|Fontana Kaiser Steel strike
1972 and smog
Lincoln Cushing, Heritage writer
[Originally published in Kaiser Permanente's "HIstory of Total Health" November 2013; republished 4/18/2022]
Can heavy industry be a good neighbor? That was one of the challenges facing the Kaiser Steel plant in Fontana, California, in 1972.
Steel for shipbuilding and other industries was in heavy demand during World War II, and no integrated mills (those capable of all phases of steel production, from making iron through rolling shapes) existed on the West Coast.
Henry J. Kaiser was a man of action, so he built a state-of-the-art plant in then-rural Fontana, 55 miles inland from Los Angeles. It fired up its first blast furnace, “Bess No. 1” (named after Kaiser’s wife), on December 30, 1942, and boasted numerous technologies to reduce air and water pollution.
Additional steps were taken over the years to be a model facility, but the plant struggled to adopt increasingly stringent environmental safeguards as the surrounding community developed.
The first national “Earth Day” in 1970 was an indicator of increased national environmental consciousness, and community relations with the steel mill grew tense.
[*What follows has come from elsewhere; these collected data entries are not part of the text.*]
//! Line segment geometry
//!
//! Moving-point versus wall tests: every ship collision reduces to asking
//! whether a hotspot's displacement this frame crosses a segment.

use glam::Vec2;
use serde::{Deserialize, Serialize};

/// A wall segment in world space
#[derive(Debug, Clone, Copy, PartialEq, Serialize, Deserialize)]
pub struct LineSegment {
    pub start: Vec2,
    pub end: Vec2,
}

impl LineSegment {
    pub fn new(start: Vec2, end: Vec2) -> Self {
        Self { start, end }
    }

    pub fn from_coords(x1: f32, y1: f32, x2: f32, y2: f32) -> Self {
        Self::new(Vec2::new(x1, y1), Vec2::new(x2, y2))
    }

    pub fn direction(&self) -> Vec2 {
        self.end - self.start
    }
}

/// Parametric intersection of a moving point with a segment
///
/// Solves `point + t * displacement == seg.start + u * (seg.end - seg.start)`.
/// Returns `(t, u)`, or `None` when the two are parallel.
pub fn intersection_params(point: Vec2, displacement: Vec2, seg: &LineSegment) -> Option<(f32, f32)> {
    let wall = seg.direction();
    let rel = point - seg.start;

    let denom = wall.y * displacement.x - wall.x * displacement.y;
    if denom == 0.0 {
        return None;
    }

    let num_t = wall.x * rel.y - wall.y * rel.x;
    let num_u = displacement.x * rel.y - displacement.y * rel.x;
    Some((num_t / denom, num_u / denom))
}

/// True if the displacement crosses the segment strictly inside both spans
///
/// Touching at an end of either span (t or u equal to 0 or 1) is a miss.
pub fn crosses(point: Vec2, displacement: Vec2, seg: &LineSegment) -> bool {
    match intersection_params(point, displacement, seg) {
        Some((t, u)) => t > 0.0 && t < 1.0 && u > 0.0 && u < 1.0,
        None => false,
    }
}

/// Axis-aligned box in world pixels
#[derive(Debug, Clone, Copy, PartialEq, Serialize, Deserialize)]
pub struct Rect {
    pub x: f32,
    pub y: f32,
    pub w: f32,
    pub h: f32,
}

impl Rect {
    pub fn new(x: f32, y: f32, w: f32, h: f32) -> Self {
        Self { x, y, w, h }
    }

    /// Top, right, bottom and left edges
    pub fn edges(&self) -> [LineSegment; 4] {
        let (x1, y1) = (self.x, self.y);
        let (x2, y2) = (self.x + self.w, self.y + self.h);
        [
            LineSegment::from_coords(x1, y1, x2, y1),
            LineSegment::from_coords(x2, y1, x2, y2),
            LineSegment::from_coords(x2, y2, x1, y2),
            LineSegment::from_coords(x1, y2, x1, y1),
        ]
    }

    pub fn contains(&self, p: Vec2) -> bool {
        p.x >= self.x && p.x <= self.x + self.w && p.y >= self.y && p.y <= self.y + self.h
    }
}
In February 1972 the United Steelworkers of America Local No. 2869 started a 43-day strike that shut down the sprawling facility. Implementing Henry J. Kaiser’s famous proclamation that “Problems are only opportunities in work clothes,” management saw the situation as a way to help dispel one of their most persistent criticisms – Kaiser Steel’s perceived role as the primary source of local air pollution. They embarked on a project to document Fontana’s skies when the “variable” of an operating steel mill was absent.
Here is the explanatory text from the 32-page booklet, Aerial Photographs During the Strike, published by Kaiser Steel immediately following the strike:
California author Mike Davis, in his critical book City of Quartz, noted Kaiser Steel’s strike-based environmental documentation in the chapter “Fontana: Junkyard of Dreams” and made these observations:
Many ex-steelworkers still vehemently believe that the Kaiser pollution scare was purposely manufactured by developers who regarded the plant—smog-spewing or not—as a huge negative externality to residential construction in the Cucamonga-Fontana area.